Im Schatten von Mauer und Stacheldraht
aber immer im Zeichen des Kreuzes

28 Jahre lang teilte die Mauer Deutschland mit Berlin in zwei Teile, die immer weiter auseinander drifteten. Sie durchtrennte gewachsene Kulturlandschaften, zerschnitt Siedlungen und zerriss Freundes- und Familienbande. An vielen Orten hinterließ sie Schmerz, Trauer und Einsamkeit. In ihrem Schutz ließen sich Menschen verführen, ihre Macht unerbittlich und unnachgiebig bis zum Äußersten auszuüben.

Aber nicht alle nahmen die Mauer als unabwendbares Schicksal hin. In ihrem Schaffen verstärkten sich auch manch alte Bande, kamen neue Kontakte zustande, die wuchsen und sich festigten. Zu diesen gehörte auch jene Gruppe junger Christen aus Baden und Berlin-Brandenburg, die sich zum ersten Mal 1957 in Gersbach und in den folgenden Jahren in Berlin trafen. Aber auch für diese Gruppe änderte sich das Leben mit dem 13. August 1961 entscheidend. „Jetzt erst recht“ traf man sich eben in den folgenden 12 Jahren in Ostberlin. Aber trotz allem Optimismus hatte die Mauer uns doch fast besiegt, als das „Fähnlein der Sieben Aufrechten“ am Ende einer Begegnung in der Pension Elfert zusammensaß und überlegte, wie und ob überhaupt es weitergehen sollte.

Aber alle Überlegungen und Zweifel wurden hinfällig, als für uns die Reisefreiheit in der DDR in Kraft trat. Mit jedem Treffen wuchs die Hoffnung und die Zahl der Teilnehmer, nahm die Intensität der Begegnungen zu, denn jetzt konnten wir ja Tag und Nacht gemeinsam verbringen. So sei an dieser Stelle einmal die Behauptung gewagt:

„Ohne Mauer und Stacheldraht würde es unsere Gruppe
heute so nicht geben.“

Vergessen wir aber über diese, eigentlich plausibel klingende Erklärung nicht jenes Wort, das uns 1991 in Gersbach begrüßte.
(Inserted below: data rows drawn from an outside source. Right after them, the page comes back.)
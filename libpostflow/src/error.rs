//! Error types for Postflow

use thiserror::Error;

pub type Result<T> = std::result::Result<T, PostflowError>;

#[derive(Error, Debug)]
pub enum PostflowError {
    #[error("Configuration error: {0}")]
    Config(#[from] ConfigError),

    #[error("Database error: {0}")]
    Database(#[from] DbError),

    #[error("Platform error: {0}")]
    Platform(#[from] PlatformError),

    #[error("Crypto error: {0}")]
    Crypto(#[from] CryptoError),

    #[error("Queue error: {0}")]
    Queue(#[from] QueueError),

    #[error("Validation error: {0}")]
    Validation(String),

    #[error("Not found: {0}")]
    NotFound(String),

    /// The stored access token no longer matches the value the caller read.
    #[error("Token changed concurrently for owner {owner_id}")]
    CasConflict { owner_id: i64 },
}

impl PostflowError {
    /// Returns the appropriate exit code for this error
    pub fn exit_code(&self) -> i32 {
        match self {
            PostflowError::Validation(_) => 3,
            PostflowError::Queue(QueueError::Decode(_)) => 3,
            PostflowError::Config(_) => 2,
            _ => 1,
        }
    }

    /// Whether redelivering the task that produced this error can never succeed.
    ///
    /// Terminal failures are buried instead of retried by the queue.
    pub fn is_terminal(&self) -> bool {
        matches!(
            self,
            PostflowError::Validation(_)
                | PostflowError::Queue(QueueError::Decode(_))
                | PostflowError::Queue(QueueError::UnknownTaskType(_))
        )
    }
}

#[derive(Error, Debug)]
pub enum ConfigError {
    #[error("Failed to read config file: {0}")]
    ReadError(#[from] std::io::Error),

    #[error("Failed to parse config: {0}")]
    ParseError(#[from] toml::de::Error),

    #[error("Missing required field: {0}")]
    MissingField(String),

    #[error("Invalid value for {field}: {reason}")]
    InvalidValue { field: String, reason: String },
}

#[derive(Error, Debug)]
pub enum DbError {
    #[error("Database operation failed: {0}")]
    SqlxError(#[from] sqlx::Error),

    #[error("Migration failed: {0}")]
    MigrationError(#[from] sqlx::migrate::MigrateError),

    #[error("IO error: {0}")]
    IoError(#[from] std::io::Error),

    #[error("Unexpected column value: {0}")]
    Corrupt(String),
}

#[derive(Error, Debug, Clone)]
pub enum PlatformError {
    #[error("Authentication failed: {0}")]
    Authentication(String),

    #[error("Publishing failed: {0}")]
    Publishing(String),

    #[error("Network error: {0}")]
    Network(String),

    #[error("Rate limit exceeded: {0}")]
    RateLimit(String),

    #[error("Invalid response: {0}")]
    InvalidResponse(String),

    #[error("Unsupported platform: {0}")]
    Unsupported(String),
}

impl From<reqwest::Error> for PlatformError {
    /// The request URL is dropped; query strings may carry tokens.
    fn from(err: reqwest::Error) -> Self {
        let err = err.without_url();
        if err.is_decode() {
            PlatformError::InvalidResponse(err.to_string())
        } else {
            PlatformError::Network(err.to_string())
        }
    }
}

impl From<reqwest::Error> for PostflowError {
    fn from(err: reqwest::Error) -> Self {
        PostflowError::Platform(err.into())
    }
}

#[derive(Error, Debug, Clone, PartialEq, Eq)]
pub enum CryptoError {
    #[error("Invalid encryption key: {0}")]
    InvalidKey(String),

    #[error("Ciphertext is not valid base64")]
    Encoding,

    #[error("Ciphertext too short")]
    TooShort,

    #[error("Decryption failed")]
    Decryption,

    #[error("Encryption failed")]
    Encryption,

    #[error("Decrypted token is not valid UTF-8")]
    Utf8,
}

#[derive(Error, Debug)]
pub enum QueueError {
    #[error("Failed to decode task payload: {0}")]
    Decode(String),

    #[error("Unknown task type: {0}")]
    UnknownTaskType(String),

    #[error("Failed to submit task: {0}")]
    Submit(String),
}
„Der Herr hat Großes an uns getan, des sind wir fröhlich!“




Es hat alles seine Zeit.

Es hat alles seine Zeit,
und alles Tun unter dem Himmel hat seine Stunde.
Geborenwerden hat seine Zeit. Sterben hat seine Zeit.
Pflanzen hat seine Zeit und Ausreißen hat seine Zeit,
Töten, Heilen, Einreißen und Bauen.
Weinen hat seine Zeit und Lachen hat seine Zeit. Klagen und Tanzen
Steine wegwerfen und Steine sammeln,
Umarmen und Getrenntsein, Suchen und Verlieren,
Behalten und Wegwerfen, Zerreißen und Nähen.
Schweigen hat seine Zeit und Reden hat seine Zeit,
Lieben und Hassen, Streit und Frieden.